Senate Majority Leader Harry Reid continued his health-care-by-the-holidays rush Saturday, and he was having some tactical success.
But Reid and the Democrats weren’t winning any friends among the broad base of voters who support reproductive rights.
In order to secure the critical 60th vote needed to advance the compromise legislation he wants to see the Senate pass before Christmas, Reid agreed to amend the legislation to include severe restrictions on access to basic health care for women.
That concession brought Senator Ben Nelson, a socially-conservative Democrat who is closely aligned with the health-insurance industry, on board — meaning that Reid should have the 60-member Democratic caucus united in time for critical votes that begin early Monday morning.
If all Democrats vote for the bill that Reid finally finished reworking on Saturday, it will clear any hurdles erected by the 40-member Republican minority.

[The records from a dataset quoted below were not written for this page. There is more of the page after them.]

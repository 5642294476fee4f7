use std::collections::BTreeMap;

use chrono::NaiveDate;

use crate::{
    EngineError, Event, EventDraft, EventId, EventPatch, ResultEngine, TripId, UserId,
    util::{normalize_optional_text, normalize_required_text},
};

use super::Engine;

impl Engine {
    async fn load_event(&self, event_id: EventId) -> ResultEngine<Event> {
        self.store
            .event(event_id)
            .await?
            .ok_or_else(|| EngineError::NotFound(format!("event {event_id}")))
    }

    pub async fn add_event(
        &self,
        trip_id: TripId,
        draft: EventDraft,
        actor: &UserId,
    ) -> ResultEngine<EventId> {
        self.require_writable(trip_id, actor).await?;
        let event = Event {
            id: EventId::new(),
            trip_id,
            kind: draft.kind,
            title: normalize_required_text(&draft.title, "title")?,
            occurs_at: draft.occurs_at,
            location: normalize_optional_text(draft.location.as_deref()),
            description: normalize_optional_text(draft.description.as_deref()),
            created_by: actor.clone(),
            created_at: self.store.now(),
            updated_at: None,
        };
        self.store.insert_event(&event).await?;
        tracing::debug!(%trip_id, event_id = %event.id, kind = event.kind.as_str(), "event added");
        Ok(event.id)
    }

    pub async fn update_event(
        &self,
        event_id: EventId,
        patch: EventPatch,
        actor: &UserId,
    ) -> ResultEngine<Event> {
        let mut event = self.load_event(event_id).await?;
        self.require_writable(event.trip_id, actor).await?;

        if let Some(kind) = patch.kind {
            event.kind = kind;
        }
        if let Some(title) = patch.title {
            event.title = normalize_required_text(&title, "title")?;
        }
        if let Some(occurs_at) = patch.occurs_at {
            event.occurs_at = occurs_at;
        }
        if let Some(location) = patch.location {
            event.location = normalize_optional_text(location.as_deref());
        }
        if let Some(description) = patch.description {
            event.description = normalize_optional_text(description.as_deref());
        }
        event.updated_at = Some(self.store.now());

        self.store.replace_event(&event).await?;
        tracing::debug!(trip_id = %event.trip_id, %event_id, "event updated");
        Ok(event)
    }

    pub async fn remove_event(&self, event_id: EventId, actor: &UserId) -> ResultEngine<()> {
        let event = self.load_event(event_id).await?;
        self.require_writable(event.trip_id, actor).await?;
        if !self.store.delete_event(event_id).await? {
            return Err(EngineError::NotFound(format!("event {event_id}")));
        }
        tracing::debug!(trip_id = %event.trip_id, %event_id, "event removed");
        Ok(())
    }

    /// Itinerary of the trip, earliest first.
    pub async fn list_events(&self, trip_id: TripId, actor: &UserId) -> ResultEngine<Vec<Event>> {
        self.require_participant(trip_id, actor).await?;
        let mut events = self.store.events_by_trip(trip_id).await?;
        events.sort_by(|a, b| {
            a.occurs_at
                .cmp(&b.occurs_at)
                .then(a.created_at.cmp(&b.created_at))
        });
        Ok(events)
    }

    /// Itinerary grouped by calendar day (UTC), each day earliest first.
    pub async fn events_by_day(
        &self,
        trip_id: TripId,
        actor: &UserId,
    ) -> ResultEngine<BTreeMap<NaiveDate, Vec<Event>>> {
        let mut days: BTreeMap<NaiveDate, Vec<Event>> = BTreeMap::new();
        for event in self.list_events(trip_id, actor).await? {
            days.entry(event.occurs_at.date_naive())
                .or_default()
                .push(event);
        }
        Ok(days)
    }
}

To get Nelson’s vote, Reid had to agree to restrict the availability of abortions in insurance sold in newly created exchanges.
“I know this is hard for some of my colleagues to accept and I appreciate their right to disagree,” Nelson said of the anti-choice language. “But I would not have voted for this bill without these provisions.”
The question now is whether supporters of abortion rights can — or should — back a bill that not only disrespects but disregards a woman’s right to choose.
While President Obama made a bizarre statement Saturday about how he was “pleased that recently added amendments have made this landmark bill even stronger,” the co-chairs of the Congressional Pro-Choice Caucus signaled deep disappointment with the Senate compromise.
“As the Co-Chairs of the Congressional Pro-Choice Caucus, we have serious reservations about the abortion provision included in the U.S. Senate’s health care bill,” said Congresswomen Diana DeGette, D-Colorado, and Louise M. Slaughter, D-New York. “This provision is not only offensive to people who believe in choice, but it is also possibly unconstitutional. As we have maintained throughout this process, health care reform should not be misused to take away access to health care.”